Task to complete
I need all of the entries printed exactly.

───── Data extracts

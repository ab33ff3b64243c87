//! Error types for the Power+ service.
//!
//! Each pipeline stage has its own enum so the refresh orchestrator can
//! decide which failures degrade to the stale cache. Only [`DataError`]
//! ever reaches a client.

use thiserror::Error;

/// Umbrella error for startup, config and serving.
#[derive(Debug, Error)]
pub enum Error {
    #[error("Config error: {0}")]
    Config(String),

    #[error("JSON parse error: {0}")]
    Json(#[from] serde_json::Error),

    #[error("IO error: {0}")]
    Io(#[from] std::io::Error),

    #[error("{0}")]
    Data(#[from] DataError),
}

/// Failure retrieving the raw table from the upstream source.
#[derive(Debug, Error)]
pub enum FetchError {
    #[error("network error: {0}")]
    Network(String),

    #[error("upstream returned HTTP {0}")]
    BadStatus(u16),

    #[error("payload is not tabular: {0}")]
    ParseFailure(String),
}

/// A required metric column could not be located in the upstream schema.
#[derive(Debug, Clone, PartialEq, Eq, Error)]
pub enum ResolutionError {
    #[error("no column containing '{which}' (available: {available:?})")]
    MissingColumn {
        which: &'static str,
        available: Vec<String>,
    },
}

/// Persisted cache could not be read or written.
#[derive(Debug, Error)]
pub enum CacheError {
    #[error("cache file is corrupt: {0}")]
    Corrupt(String),

    #[error("cache IO failure: {0}")]
    Io(#[from] std::io::Error),
}

/// Neither a fresh nor a stale dataset exists.
#[derive(Debug, Clone, Copy, PartialEq, Eq, Error)]
pub enum DataError {
    #[error("No data available")]
    NoDataAvailable,
}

──────────

Exercise output
repository ab33ff3b64243c87
//! Error types for the Power+ service.
//!
//! Each pipeline stage has its own enum so the refresh orchestrator can
//! decide which failures degrade to the stale cache. Only [`DataError`]
//! ever reaches a client.

use thiserror::Error;

/// Umbrella error for startup, config and serving.
#[derive(Debug, Error)]
pub enum Error {
    #[error("Config error: {0}")]
    Config(String),

    #[error("JSON parse error: {0}")]
    Json(#[from] serde_json::Error),

    #[error("IO error: {0}")]
    Io(#[from] std::io::Error),

    #[error("{0}")]
    Data(#[from] DataError),
}

/// Failure retrieving the raw table from the upstream source.
#[derive(Debug, Error)]
pub enum FetchError {
    #[error("network error: {0}")]
    Network(String),

    #[error("upstream returned HTTP {0}")]
    BadStatus(u16),

    #[error("payload is not tabular: {0}")]
    ParseFailure(String),
}

/// A required metric column could not be located in the upstream schema.
#[derive(Debug, Clone, PartialEq, Eq, Error)]
pub enum ResolutionError {
    #[error("no column containing '{which}' (available: {available:?})")]
    MissingColumn {
        which: &'static str,
        available: Vec<String>,
    },
}

/// Persisted cache could not be read or written.
#[derive(Debug, Error)]
pub enum CacheError {
    #[error("cache file is corrupt: {0}")]
    Corrupt(String),

    #[error("cache IO failure: {0}")]
    Io(#[from] std::io::Error),
}

/// Neither a fresh nor a stale dataset exists.
#[derive(Debug, Clone, Copy, PartialEq, Eq, Error)]
pub enum DataError {
    #[error("No data available")]
    NoDataAvailable,
}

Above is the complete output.